___ Material shown

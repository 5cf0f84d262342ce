// src/engine/session.rs

use tracing::{debug, info, warn};

use crate::compiler::{self, CompiledModel, ObjectiveHandle};
use crate::dag::DependencyGraph;
use crate::domain::Project;
use crate::engine::Phase;
use crate::errors::{Result, SlotplanError};
use crate::report::Schedule;
use crate::solver::{MipSolver, SolveStatus, SolverOptions, create_solver};
use crate::types::{CompletionEncoding, ObjectiveKind};

/// Options fixed for the lifetime of a session.
#[derive(Debug, Clone, Default)]
pub struct SessionOptions {
    pub solver: SolverOptions,
    pub completion: CompletionEncoding,
}

/// Owns a project and its model state; enforces the step order.
pub struct ScheduleSession {
    project: Project,
    options: SessionOptions,
    phase: Phase,
    graph: Option<DependencyGraph>,
    solver: Option<Box<dyn MipSolver>>,
    model: Option<CompiledModel>,
    objective: Option<ObjectiveHandle>,
}

impl ScheduleSession {
    pub fn new(project: Project) -> Self {
        Self::with_options(project, SessionOptions::default())
    }

    pub fn with_options(project: Project, options: SessionOptions) -> Self {
        Self {
            project,
            options,
            phase: Phase::Built,
            graph: None,
            solver: None,
            model: None,
            objective: None,
        }
    }

    pub fn phase(&self) -> Phase {
        self.phase
    }

    pub fn project(&self) -> &Project {
        &self.project
    }

    pub fn options(&self) -> &SessionOptions {
        &self.options
    }

    /// The precedence graph, once resolved.
    pub fn graph(&self) -> Option<&DependencyGraph> {
        self.graph.as_ref()
    }

    /// The compiled variables and statistics, once initialised.
    pub fn model(&self) -> Option<&CompiledModel> {
        self.model.as_ref()
    }

    pub fn objective(&self) -> Option<ObjectiveHandle> {
        self.objective
    }

    pub fn solver(&self) -> Option<&dyn MipSolver> {
        self.solver.as_deref()
    }

    /// Derive and validate the precedence graph.
    ///
    /// `Built -> DependenciesResolved`.
    pub fn resolve_dependencies(&mut self) -> Result<&DependencyGraph> {
        self.expect_phase("resolve_dependencies", &[Phase::Built])?;

        match DependencyGraph::build(&self.project) {
            Ok(graph) => {
                self.transition(Phase::DependenciesResolved);
                Ok(self.graph.insert(graph))
            }
            Err(e) => Err(self.fail(e)),
        }
    }

    /// Instantiate the named backend, compile the model on it and apply
    /// `objective`.
    ///
    /// `Built | DependenciesResolved -> ModelCompiled`. When dependencies were
    /// not resolved, precedence constraints are omitted.
    pub fn initialize_solver(&mut self, backend: &str, objective: ObjectiveKind) -> Result<()> {
        self.expect_phase(
            "initialize_solver",
            &[Phase::Built, Phase::DependenciesResolved],
        )?;

        match create_solver(backend, &self.options.solver) {
            Ok(solver) => self.initialize_with(solver, objective),
            Err(e) => Err(self.fail(e)),
        }
    }

    /// Like [`initialize_solver`](Self::initialize_solver) with a
    /// caller-supplied backend.
    pub fn initialize_with(
        &mut self,
        mut solver: Box<dyn MipSolver>,
        objective: ObjectiveKind,
    ) -> Result<()> {
        self.expect_phase(
            "initialize_with",
            &[Phase::Built, Phase::DependenciesResolved],
        )?;

        if self.graph.is_none() {
            debug!("no dependency graph; precedence constraints omitted");
        }

        let model = compiler::compile(
            &self.project,
            self.graph.as_ref(),
            &mut *solver,
            self.options.completion,
        );
        let handle = objective.apply(&model.vars, &mut *solver);

        info!(
            backend = solver.backend_name(),
            ?objective,
            variables = solver.num_variables(),
            constraints = solver.num_constraints(),
            "solver initialised"
        );

        self.solver = Some(solver);
        self.model = Some(model);
        self.objective = Some(handle);
        self.transition(Phase::ModelCompiled);
        Ok(())
    }

    /// Run the solver.
    ///
    /// `ModelCompiled -> Solved` on an optimal or feasible result. An
    /// infeasible model yields [`SlotplanError::ProblemInfeasible`]; any other
    /// unsuccessful status yields [`SlotplanError::SolveFailed`].
    pub fn solve(&mut self) -> Result<SolveStatus> {
        match self.phase {
            Phase::ModelCompiled => {}
            Phase::Built | Phase::DependenciesResolved => {
                return Err(SlotplanError::SolverNotInitialized);
            }
            phase => {
                return Err(SlotplanError::InvalidPhase {
                    operation: "solve",
                    phase,
                });
            }
        }

        let Some(solver) = self.solver.as_mut() else {
            return Err(SlotplanError::SolverNotInitialized);
        };

        let status = solver.solve();
        match status {
            s if s.is_success() => {
                self.transition(Phase::Solved);
                Ok(status)
            }
            SolveStatus::Infeasible => Err(self.fail(SlotplanError::ProblemInfeasible)),
            other => Err(self.fail(SlotplanError::SolveFailed(other))),
        }
    }

    /// Decode the solved assignment.
    pub fn schedule(&self) -> Result<Schedule> {
        if self.phase != Phase::Solved {
            return Err(SlotplanError::ProblemNotSolved);
        }
        match (self.model.as_ref(), self.solver.as_deref()) {
            (Some(model), Some(solver)) => Schedule::decode(&self.project, &model.vars, solver),
            _ => Err(SlotplanError::ProblemNotSolved),
        }
    }

    /// Per-task activity lines (see [`Schedule::render_tasks`]).
    pub fn tasks_activity(&self) -> Result<Vec<String>> {
        Ok(self.schedule()?.render_tasks(&self.project))
    }

    /// Per-worker activity lines (see [`Schedule::render_workers`]).
    pub fn workers_activity(&self) -> Result<Vec<String>> {
        Ok(self.schedule()?.render_workers(&self.project))
    }

    /// Solved value of the makespan variable, when that objective is in use.
    pub fn makespan_value(&self) -> Result<Option<f64>> {
        if self.phase != Phase::Solved {
            return Err(SlotplanError::ProblemNotSolved);
        }
        match (self.objective.and_then(|o| o.makespan), self.solver.as_deref()) {
            (Some(y), Some(solver)) => solver.value_of(y).map(Some),
            _ => Ok(None),
        }
    }

    fn expect_phase(&self, operation: &'static str, allowed: &[Phase]) -> Result<()> {
        if allowed.contains(&self.phase) {
            Ok(())
        } else {
            Err(SlotplanError::InvalidPhase {
                operation,
                phase: self.phase,
            })
        }
    }

    fn transition(&mut self, to: Phase) {
        info!(from = ?self.phase, ?to, "session phase change");
        self.phase = to;
    }

    fn fail(&mut self, err: SlotplanError) -> SlotplanError {
        warn!(phase = ?self.phase, error = %err, "session step failed");
        self.phase = Phase::Failed;
        err
    }
}
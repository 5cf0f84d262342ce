// src/logging.rs

//! Logging setup for `slotplan` using `tracing` + `tracing-subscriber`.
//!
//! Priority for determining the log level:
//! 1. `--log-level` CLI flag (if provided)
//! 2. `SLOTPLAN_LOG` environment variable (e.g. "info", "debug")
//! 3. default to `info`
//!
//! Logs go to STDERR; stdout carries only the rendered schedule.

use anyhow::Result;
use tracing_subscriber::fmt;

use crate::cli::LogLevel;

/// Initialise global logging subscriber.
///
/// Safe to call once at startup.
pub fn init_logging(cli_level: Option<LogLevel>) -> Result<()> {
    let level = match cli_level {
        Some(lvl) => level_from_log_level(lvl),
        None => std::env::var("SLOTPLAN_LOG")
            .ok()
            .and_then(|s| parse_level_str(&s))
            .unwrap_or(tracing::Level::INFO),
    };

    fmt()
        .with_max_level(level)
        .with_target(true)
        .with_writer(std::io::stderr)
        .try_init()
        .map_err(|e| anyhow::anyhow!("failed to install tracing subscriber: {e}"))?;

    Ok(())
}

fn level_from_log_level(lvl: LogLevel) -> tracing::Level {
    match lvl {
        LogLevel::Error => tracing::Level::ERROR,
        LogLevel::Warn => tracing::Level::WARN,
        LogLevel::Info => tracing::Level::INFO,
        LogLevel::Debug => tracing::Level::DEBUG,
        LogLevel::Trace => tracing::Level::TRACE,
    }
}

fn parse_level_str(s: &str) -> Option<tracing::Level> {
    match s.trim().to_lowercase().as_str() {
        "error" => Some(tracing::Level::ERROR),
        "warn" | "warning" => Some(tracing::Level::WARN),
        "info" => Some(tracing::Level::INFO),
        "debug" => Some(tracing::Level::DEBUG),
        "trace" => Some(tracing::Level::TRACE),
        _ => None,
    }
}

______

If a line in the entries above contains "ObjectiveHandle", report it.

use crate::compiler::{self, CompiledModel, ObjectiveHandle};
    objective: Option<ObjectiveHandle>,
    pub fn objective(&self) -> Option<ObjectiveHandle> {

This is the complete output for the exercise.